Within the consumers’ only data, independent t-tests were used to examine differences in intakes by gender and day type, and linear regression analysis was used to assess differences in intakes across age groups and SES categories.


Participant characteristics

Table 1 describes the main demographic characteristics and overall energy and caffeine intakes of participants. Overall, 78% of consumers reported consuming caffeine on the day of the survey (data not shown), with 15% of participants classified as CFB consumers. Older children were more likely to consume CFBs than younger children (P < 0.001), and children from a low SES background were more likely to consume CFBs compared with those from a high SES background (P = 0.001, Table 1). There was a significant association between weight status and CFB consumption, whereby CFB consumers were more likely to be overweight or obese (P = 0.008, Table 1). CFB consumers had significantly higher caffeine and energy intakes, compared with non-consumers (P < 0.001, Table 1). Total caffeine intake per kilogram bodyweight was also found to be significantly higher amongst CFB consumers than non-consumers (P < 0.001, Table 1).

Table 1 Demographic characteristics and nutrient intake in Australian children aged 2–16 years by consumption of CFB (n = 4487)
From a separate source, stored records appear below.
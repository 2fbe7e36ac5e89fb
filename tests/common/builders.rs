//! Configuration builders for integration tests

use platform_rollout::config::{
    AccountsConfig, ExecutionConfig, FailoverConfig, PlatformConfig, RegionConfig,
};
use platform_rollout::models::{default_catalog, RolloutMode};
use std::collections::BTreeMap;
use std::sync::Arc;

pub const PRIMARY: &str = "us-east-1";
pub const SECONDARY_A: &str = "us-west-2";
pub const SECONDARY_B: &str = "eu-west-1";

pub struct PlatformConfigBuilder {
    environments: Vec<String>,
    regions: Vec<RegionConfig>,
    accounts: AccountsConfig,
    execution: ExecutionConfig,
    failover: FailoverConfig,
}

impl PlatformConfigBuilder {
    /// dev and prod across one primary and two secondary regions
    pub fn new() -> Self {
        Self {
            environments: vec!["dev".into(), "prod".into()],
            regions: [PRIMARY, SECONDARY_A, SECONDARY_B]
                .iter()
                .map(|name| RegionConfig {
                    name: name.to_string(),
                    primary: *name == PRIMARY,
                    mode: RolloutMode::Standard,
                })
                .collect(),
            accounts: AccountsConfig {
                default: Some("111111111111".into()),
                overrides: BTreeMap::from([("prod".to_string(), "999999999999".to_string())]),
            },
            execution: ExecutionConfig {
                max_apply_attempts: 1,
                retry_base_delay_ms: 1,
                retry_max_delay_ms: 5,
            },
            failover: FailoverConfig::default(),
        }
    }

    pub fn with_environments(mut self, environments: &[&str]) -> Self {
        self.environments = environments.iter().map(|e| e.to_string()).collect();
        self
    }

    pub fn with_regions(mut self, regions: &[&str]) -> Self {
        self.regions.retain(|region| regions.contains(&region.name.as_str()));
        self
    }

    pub fn with_disaster_recovery(mut self, region: &str) -> Self {
        for candidate in &mut self.regions {
            if candidate.name == region {
                candidate.mode = RolloutMode::DisasterRecovery;
            }
        }
        self
    }

    pub fn with_failure_threshold(mut self, threshold: u32) -> Self {
        self.failover.failure_threshold = threshold;
        self
    }

    pub fn build(self) -> PlatformConfig {
        PlatformConfig {
            environments: self.environments,
            regions: self.regions,
            accounts: self.accounts,
            resource_groups: default_catalog(),
            execution: self.execution,
            failover: self.failover,
        }
    }

    pub fn shared(self) -> Arc<PlatformConfig> {
        Arc::new(self.build())
    }
}

impl Default for PlatformConfigBuilder {
    fn default() -> Self {
        Self::new()
    }
}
Dietary sources of caffeine: all participants

Including all participants, mean caffeine intake was 18 mg/day (Table 1). By age group caffeine intakes (mean (95% CI) mg/day) were 3 (2.9-3.8), 8 (7.2-9.0), 19 (17.1-21.4), and 42 (37.3-46.1) in 2–3, 4–8, 9–13, and 14–16 years, respectively. The majority of caffeine was consumed through beverages (81%) and the remainder (19%) from food sources (Figure 1). A brief examination of the AUSNUT2007 database revealed that food sources of caffeine included items such as baked products containing chocolate or cocoa powder. CFBs contributed 34% to daily caffeine intake (Table 2).

Figure 1
figure 1

Dietary sources of caffeine in Australian children aged 2–16 years: total population (n = 4,487).
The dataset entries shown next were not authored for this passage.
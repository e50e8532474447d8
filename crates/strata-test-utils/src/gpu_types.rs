//! GPU handle wrappers and the shared vocabulary of the render state.
//!
//! Texture and buffer handles wrap a real `wgpu` resource or, with the `mock`
//! feature, a plain id. Either way a handle carries a process-unique id that
//! render states use to track bindings.

use std::sync::atomic::{AtomicU64, Ordering};

pub use wgpu::{IndexFormat, PrimitiveTopology, TextureFormat};

static NEXT_RESOURCE_ID: AtomicU64 = AtomicU64::new(1);

fn next_resource_id() -> u64 {
    NEXT_RESOURCE_ID.fetch_add(1, Ordering::Relaxed)
}

/// Identifies one rendering context (one GPU resource domain).
#[derive(Debug, Clone, Copy, PartialEq, Eq, Hash, PartialOrd, Ord)]
pub struct ContextId(pub u32);

impl ContextId {
    pub fn index(self) -> usize {
        self.0 as usize
    }
}

/// Timing information for the frame currently being rendered.
#[derive(Debug, Clone, Copy, PartialEq)]
pub struct FrameStamp {
    pub frame_number: u64,
    /// Seconds since the viewer started.
    pub reference_time: f64,
}

/// Location of a uniform inside one linked program instance.
///
/// Only meaningful for the program that produced it.
#[derive(Debug, Clone, Copy, PartialEq, Eq, Hash)]
pub struct UniformLocation(pub u32);

#[derive(Debug, Clone, Copy, PartialEq, Eq, Hash)]
pub struct ProgramId(pub u64);

#[derive(Debug, Clone, Copy, PartialEq, Eq, Hash)]
pub struct TextureId(pub u64);

#[derive(Debug, Clone, Copy, PartialEq, Eq, Hash)]
pub struct BufferId(pub u64);

/// Buffer binding points that drawables must leave clean.
#[derive(Debug, Clone, Copy, PartialEq, Eq, Hash)]
pub enum BufferTarget {
    Array,
    ElementArray,
}

/// Per-vertex attribute slots.
#[derive(Debug, Clone, Copy, PartialEq, Eq, Hash)]
pub enum VertexAttribute {
    Position,
    Normal,
    Color,
    TexCoord(u32),
    Generic(u32),
}

/// Index data of one primitive set.
#[derive(Debug, Clone, PartialEq, Eq)]
pub enum Indices {
    U16(Vec<u16>),
    U32(Vec<u32>),
}

impl Indices {
    pub fn len(&self) -> usize {
        match self {
            Indices::U16(indices) => indices.len(),
            Indices::U32(indices) => indices.len(),
        }
    }

    pub fn is_empty(&self) -> bool {
        self.len() == 0
    }

    pub fn format(&self) -> IndexFormat {
        match self {
            Indices::U16(_) => IndexFormat::Uint16,
            Indices::U32(_) => IndexFormat::Uint32,
        }
    }

    /// Index values widened to `u32`.
    pub fn iter(&self) -> Box<dyn Iterator<Item = u32> + '_> {
        match self {
            Indices::U16(indices) => Box::new(indices.iter().map(|&i| u32::from(i))),
            Indices::U32(indices) => Box::new(indices.iter().copied()),
        }
    }

    pub fn truncate(&mut self, len: usize) {
        match self {
            Indices::U16(indices) => indices.truncate(len),
            Indices::U32(indices) => indices.truncate(len),
        }
    }
}

/// Texture handle that can be real or mock.
///
/// Cloning shares the underlying resource; equality is by [`TextureId`].
#[derive(Clone, Debug)]
pub struct GpuTexture {
    id: TextureId,
    inner: GpuTextureInner,
}

#[derive(Clone, Debug)]
enum GpuTextureInner {
    Real(wgpu::Texture),
    #[cfg(feature = "mock")]
    Mock {
        width: u32,
        height: u32,
        format: TextureFormat,
    },
}

impl GpuTexture {
    pub fn from_wgpu(texture: wgpu::Texture) -> Self {
        Self {
            id: TextureId(next_resource_id()),
            inner: GpuTextureInner::Real(texture),
        }
    }

    #[cfg(feature = "mock")]
    pub fn mock(width: u32, height: u32, format: TextureFormat) -> Self {
        Self {
            id: TextureId(next_resource_id()),
            inner: GpuTextureInner::Mock { width, height, format },
        }
    }

    pub fn id(&self) -> TextureId {
        self.id
    }

    pub fn size(&self) -> (u32, u32) {
        match &self.inner {
            GpuTextureInner::Real(texture) => (texture.width(), texture.height()),
            #[cfg(feature = "mock")]
            GpuTextureInner::Mock { width, height, .. } => (*width, *height),
        }
    }

    pub fn format(&self) -> TextureFormat {
        match &self.inner {
            GpuTextureInner::Real(texture) => texture.format(),
            #[cfg(feature = "mock")]
            GpuTextureInner::Mock { format, .. } => *format,
        }
    }

    /// Get the underlying wgpu::Texture, if this handle is real.
    pub fn as_wgpu(&self) -> Option<&wgpu::Texture> {
        match &self.inner {
            GpuTextureInner::Real(texture) => Some(texture),
            #[cfg(feature = "mock")]
            GpuTextureInner::Mock { .. } => None,
        }
    }

    #[cfg(feature = "mock")]
    pub fn is_mock(&self) -> bool {
        matches!(self.inner, GpuTextureInner::Mock { .. })
    }
}

impl PartialEq for GpuTexture {
    fn eq(&self, other: &Self) -> bool {
        self.id == other.id
    }
}

impl Eq for GpuTexture {}

/// Vertex or index buffer handle that can be real or mock.
#[derive(Clone, Debug)]
pub struct GpuBuffer {
    id: BufferId,
    inner: GpuBufferInner,
}

#[derive(Clone, Debug)]
enum GpuBufferInner {
    Real(wgpu::Buffer),
    #[cfg(feature = "mock")]
    Mock { size: u64 },
}

impl GpuBuffer {
    pub fn from_wgpu(buffer: wgpu::Buffer) -> Self {
        Self {
            id: BufferId(next_resource_id()),
            inner: GpuBufferInner::Real(buffer),
        }
    }

    #[cfg(feature = "mock")]
    pub fn mock(size: u64) -> Self {
        Self {
            id: BufferId(next_resource_id()),
            inner: GpuBufferInner::Mock { size },
        }
    }

    pub fn id(&self) -> BufferId {
        self.id
    }

    pub fn size(&self) -> u64 {
        match &self.inner {
            GpuBufferInner::Real(buffer) => buffer.size(),
            #[cfg(feature = "mock")]
            GpuBufferInner::Mock { size } => *size,
        }
    }

    pub fn as_wgpu(&self) -> Option<&wgpu::Buffer> {
        match &self.inner {
            GpuBufferInner::Real(buffer) => Some(buffer),
            #[cfg(feature = "mock")]
            GpuBufferInner::Mock { .. } => None,
        }
    }

    #[cfg(feature = "mock")]
    pub fn is_mock(&self) -> bool {
        matches!(self.inner, GpuBufferInner::Mock { .. })
    }
}

impl PartialEq for GpuBuffer {
    fn eq(&self, other: &Self) -> bool {
        self.id == other.id
    }
}

impl Eq for GpuBuffer {}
Table 2 CFB consumption in Australian children aged 2–16 years, by age group: total population (n = 4487)

CFB intake: all participants

Table 2 describes CFB consumption per capita by age group. Average intake was 6 g/day in 2–3 year olds and 140 g/day in 14–16 year olds. The 90th percentiles of intake were 0, 0, 391, and 522 g/day in 2–3, 4–8, 9–13, and 14–16 year age groups, respectively. The proportion of formulated beverages which were caffeinated was higher with increasing age, accounting for just over half of all formulated beverages consumed by 14–16 year olds (Table 2). The majority of CFB consumed was of the sugar-sweetened variety (75-80%).

CFB intake: CFB consumers only

Table 3 shows beverage consumption data for the CFB consumers (n = 642). Males had significantly higher CFB intakes than females (mean (95% CI) 475 (442–508) g/day vs. 400 (362–437) g/day, P < 0.002). CFB accounted for 83% of all formulated beverages consumed and older children were found to have significantly higher intakes of CFB, compared to younger children (P < 0.001). The majority of CFB consumed was sugar-sweetened, with 75-80% of CFBs consumed as SS-CFB.

Table 3 CFB consumption in Australian children aged 2–16 years, by age group: CFB consumers only (n = 642)

Figure 2 shows the range of CFB intakes in consumers only. Median (IQR) intakes were 125 (78–176), 261(170–391), 391 (261–569), and 411 (375–657) g/day for the 2–3, 4–8, 9–13, and 14–16 year old age groups respectively. The 90th percentiles of intake were 304, 513, 750, and 1,043 g/day with maximum intakes reaching 433, 1,000, 2,013, and 2,347 g/day for each of the four age groups respectively. Of the top tenth percentile of CFB consumers (n = 64), median (IQR) intake of total daily caffeine was 104 (82–127) mg/day. The majority (69%) of the consumers within the top tenth percentile fell within the 14–16 year old age group. Within CFB consumers there was no difference in actual intake (g/d) of CFBs consumed across the three SES categories (Table 4, P = 0.2), with the proportion of total formulated beverages as caffeinated beverages also remaining stable (~83%). Approximately 97% of all CFBs were consumed as non-energy drinks (i.e. soft drinks and electrolyte beverages), with 73% consumed as sugar-sweetened non-energy drinks (data not shown).

Figure 2
figure 2

CFB consumption (g/day) in Australian children aged 2–16 years by age group: CFB consumers only (n = 642). a: Outlier values; b: 90th Percentile; c: 75th Percentile; d: Median.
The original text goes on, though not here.